Dulu, awan dan gunung selalu berdekatan. Di mana ada gunung, maka di sisinya ada awan. Sampai suatu ketika semesta berkehendak lain. Semesta memisahkan mereka hingga tercerai berai. Gunung memancangkan akarnya di bumi, sementara awan terbang menjulang ke atas langit. Akibat kedekatannya selama ini, gunung merasa jatuh cinta kepada awan. Ia merasa nestapa saat awan yang begitu dicintainya menjauh dan hanya bisa ditatap dari kejauhan. Setiap hari, gunung selalu menatap ke atas langit, berharap awan mau mendekat atau sekadar menyapa gunung yang selalu memerhatikannya. Tapi awan menjadi angkuh, ia abaikan tatapan cinta gunung kepada dirinya. Dengan pongah, awan tetap saja berarak terbang dari satu langit ke langit lain. Hingga suatu kali, kerinduan gunung kepada awan memuncak. Ia mulai bergerak. Menggetarkan bumi dengan suara gemuruh. Pohon-pohon bergoyang dengan hebat, bahkan ada beberapa pohon yang jatuh tumbang tak kuat menahan getaran yang disebabkan oleh pergerakan gunung. Hewan-hewan berlarian mencari perlindungan, menuruni bukit dengan kecepatan penuh. Gunung murka, rindu yang selama ini terjaga telah sampai pada ambang batas kesabarannya. Sungguh benarlah, bila dikatakan bahwa jarak rindu dan benci hanya bersekat setipis air mata dan tangis. Maka menangislah gunung dengan sesenggukan, mengeluarkan air mata yang lebih merah dari darah. Kelak, orang-orang menyebut itu sebagai bencana letusan gunung berapi, mereka tak mengetahui bahwa itu adalah api kemarahan gunung akibat terabaikannya rindu yang ia jaga.

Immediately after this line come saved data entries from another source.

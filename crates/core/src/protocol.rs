//! Collaborator traits at the edges of the core
//!
//! The device wire protocol, status persistence, and the upstream event
//! feed are external concerns. The core talks to them through the traits
//! defined here; production implementations live in [`crate::http_camera`]
//! and in the consuming service.

use async_trait::async_trait;
use chrono::{DateTime, Utc};
use serde::{Deserialize, Serialize};
use tokio::sync::mpsc;

use crate::device::{DeviceDescriptor, DeviceStatus};
use crate::error::Result;
use crate::events::DeviceEvent;

/// Which live-stream locator to resolve from a device
#[derive(Debug, Clone, Copy, PartialEq, Eq, Serialize, Deserialize)]
#[serde(rename_all = "snake_case")]
pub enum StreamKind {
    /// RTSP pull locator, consumed by the transcoder
    Rtsp,
    /// HTTP MJPEG locator, consumed by the direct proxy
    Mjpeg,
}

impl std::fmt::Display for StreamKind {
    fn fmt(&self, f: &mut std::fmt::Formatter<'_>) -> std::fmt::Result {
        match self {
            StreamKind::Rtsp => write!(f, "rtsp"),
            StreamKind::Mjpeg => write!(f, "mjpeg"),
        }
    }
}

/// Capabilities reported by a device during a status probe
#[derive(Debug, Clone, Default, Serialize, Deserialize)]
pub struct DeviceInfo {
    /// Hardware model
    #[serde(default)]
    pub model: Option<String>,

    /// Firmware version
    #[serde(default)]
    pub firmware: Option<String>,
}

/// Control channel of one device.
///
/// One instance exists per registered device, created by a
/// [`ProtocolFactory`] at registration time and dropped on removal.
/// Implementations must be safe to call from concurrent tasks.
#[async_trait]
pub trait CameraProtocol: Send + Sync {
    /// Authenticate against the device
    async fn login(&self) -> Result<()>;

    /// Terminate the device session
    async fn logout(&self) -> Result<()>;

    /// Lightweight status query, also used as the health probe
    async fn probe(&self) -> Result<DeviceInfo>;

    /// Resolve a live-stream locator for the given kind and channel
    async fn stream_uri(&self, kind: StreamKind, channel: u32) -> Result<String>;

    /// Device-specific control call, opaque to the core
    async fn control(&self, command: &str, params: serde_json::Value)
        -> Result<serde_json::Value>;
}

/// Builds a protocol client for a device descriptor
pub trait ProtocolFactory: Send + Sync {
    /// Create an unauthenticated client; `login` is driven by the manager
    fn create(&self, descriptor: &DeviceDescriptor) -> Result<std::sync::Arc<dyn CameraProtocol>>;
}

/// Receives device status transitions.
///
/// Invoked only when the status actually changes, never on confirmation of
/// the same status. Persistence is the implementor's concern.
#[async_trait]
pub trait StatusSink: Send + Sync {
    /// Record that `device_id` transitioned to `status` at `at`
    async fn update_status(&self, device_id: &str, status: DeviceStatus, at: DateTime<Utc>);
}

/// Status sink that only logs transitions
#[derive(Debug, Default)]
pub struct LogStatusSink;

#[async_trait]
impl StatusSink for LogStatusSink {
    async fn update_status(&self, device_id: &str, status: DeviceStatus, at: DateTime<Utc>) {
        tracing::info!(device_id = %device_id, status = %status, at = %at.to_rfc3339(), "device status changed");
    }
}

/// Upstream feed of device-generated events.
///
/// The broker attaches lazily on its first subscriber and detaches when the
/// last one leaves; implementations may discard events while detached.
#[async_trait]
pub trait EventSource: Send + Sync {
    /// Attach a listener; events flow through the returned receiver
    async fn attach(&self) -> Result<mpsc::Receiver<DeviceEvent>>;

    /// Detach the current listener
    async fn detach(&self);
}
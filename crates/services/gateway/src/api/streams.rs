//! Streaming endpoints: direct live proxy and HLS session artifacts

use axum::{
    body::Body,
    extract::{Path, Query, State},
    http::{header, StatusCode},
    response::{IntoResponse, Response},
    Json,
};
use serde::Deserialize;

use camgrid_core::StreamKind;

use super::{error_response, AppState, ErrorResponse};
use crate::streaming::transcoder::PLAYLIST_NAME;

/// Query parameters selecting a device stream
#[derive(Debug, Deserialize)]
pub struct StreamQuery {
    /// Locator kind; the proxy wants `mjpeg`, transcoding wants `rtsp`
    #[serde(default = "default_kind")]
    pub kind: StreamKind,

    /// Device channel
    #[serde(default = "default_channel")]
    pub channel: u32,
}

fn default_kind() -> StreamKind {
    StreamKind::Rtsp
}

fn default_channel() -> u32 {
    1
}

/// Relay a device's live stream for the lifetime of this request
///
/// GET /api/devices/:id/live?kind=mjpeg&channel=1
pub async fn live_proxy(
    State(state): State<AppState>,
    Path(device_id): Path<String>,
    Query(query): Query<StreamQuery>,
) -> Response {
    let client = match state.connections.get_device(&device_id).await {
        Ok(client) => client,
        Err(e) => return error_response(&e).into_response(),
    };

    let stream = match state.proxy.open(&client, query.kind, query.channel).await {
        Ok(stream) => stream,
        Err(e) => return error_response(&e).into_response(),
    };

    let content_type = stream
        .content_type
        .unwrap_or_else(|| "application/octet-stream".to_string());

    (
        [(header::CONTENT_TYPE, content_type)],
        Body::from_stream(stream.bytes),
    )
        .into_response()
}

/// Start a transcoding session
///
/// POST /api/devices/:id/streams?kind=rtsp&channel=1
pub async fn start_transcode(
    State(state): State<AppState>,
    Path(device_id): Path<String>,
    Query(query): Query<StreamQuery>,
) -> Response {
    match state
        .streams
        .start_transcode(&device_id, query.kind, query.channel)
        .await
    {
        Ok(descriptor) => (StatusCode::CREATED, Json(descriptor)).into_response(),
        Err(e) => error_response(&e).into_response(),
    }
}

/// Stop a session
///
/// DELETE /api/streams/:sid
pub async fn stop_session(
    State(state): State<AppState>,
    Path(session_id): Path<String>,
) -> Response {
    match state.streams.stop_session(&session_id).await {
        Ok(()) => StatusCode::NO_CONTENT.into_response(),
        Err(e) => error_response(&e).into_response(),
    }
}

/// Serve a session artifact: the playlist or one segment
///
/// GET /api/streams/:sid/:artifact
pub async fn get_artifact(
    State(state): State<AppState>,
    Path((session_id, artifact)): Path<(String, String)>,
) -> Response {
    let path = if artifact == PLAYLIST_NAME {
        state.streams.playlist_path(&session_id).await
    } else {
        state.streams.segment_path(&session_id, &artifact).await
    };

    let path = match path {
        Ok(path) => path,
        Err(e) => return error_response(&e).into_response(),
    };

    let content_type = if artifact.ends_with(".m3u8") {
        "application/vnd.apple.mpegurl"
    } else {
        "video/mp2t"
    };

    match tokio::fs::read(&path).await {
        Ok(contents) => (
            [
                (header::CONTENT_TYPE, content_type),
                (header::CACHE_CONTROL, "no-cache"),
            ],
            contents,
        )
            .into_response(),
        Err(e) if e.kind() == std::io::ErrorKind::NotFound => {
            // Session exists but ffmpeg has not produced the artifact yet
            (
                StatusCode::NOT_FOUND,
                Json(ErrorResponse {
                    error: "artifact_not_ready".to_string(),
                    message: format!("{} is not available yet", artifact),
                }),
            )
                .into_response()
        }
        Err(e) => (
            StatusCode::INTERNAL_SERVER_ERROR,
            Json(ErrorResponse {
                error: "internal_error".to_string(),
                message: e.to_string(),
            }),
        )
            .into_response(),
    }
}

Jika kau bertanya siapa aku, mungkin aku adalah gunung, Key. Setiap saat memerhatikan pesonamu dari kejauhan. Menahan debar entah bernama apa, mungkin rindu, asa, harapan, doa, entahlah. Kau boleh menyebut itu sebagai apa saja. Tapi yang jelas, kesabaranku dalam menantimu jauh lebih kuat dibandingkan dengan akar yang menancap di bawah kaki gunung. Lebih besar dan luas dari langit. Jadi tak perlu khawatir aku akan muntab dan marah karena tak kuat menahan kerinduanku padamu.

Mungkin aku lancang, mengucap rindu kepada kau yang baru saja mengenalku. Tapi percayalah, Key, rindu ini sudah muncul sejak aku bertemu kamu pada kali pertama. Rindu ini bukan rindu milik seseorang yang memiliki pujaan hati, tapi kerinduan seseorang yang sedang mendamba hatinya tersentuh oleh seseorang sepertimu. Apa kau sudah punya kekasih, Key? Maaf, sudah bertanya terlalu dalam. Aku hanya ingin tahu, kepada siapa aku berbincang. Kepada seseorang yang juga sedang kesepiankah? Atau kepada seseorang yang sudah menasbihkan hatinya untuk memuliakan lelaki yang sudah ia cintai.

Kutunggu balasan suratmu selanjutnya. Semoga kau bisa lebih terbuka dalam menjawabnya.



Dari seseorang yang banyak bertanya,

Al.


*PS: Besok sore aku akan ke perpustakaan daerah. Aku akan mengenakan baju kemeja kotak-kotak warna biru dan celana jeans berwarna hitam. Kalau kau penasaran bagaimana rupaku, kau bisa menjumpaiku di sana.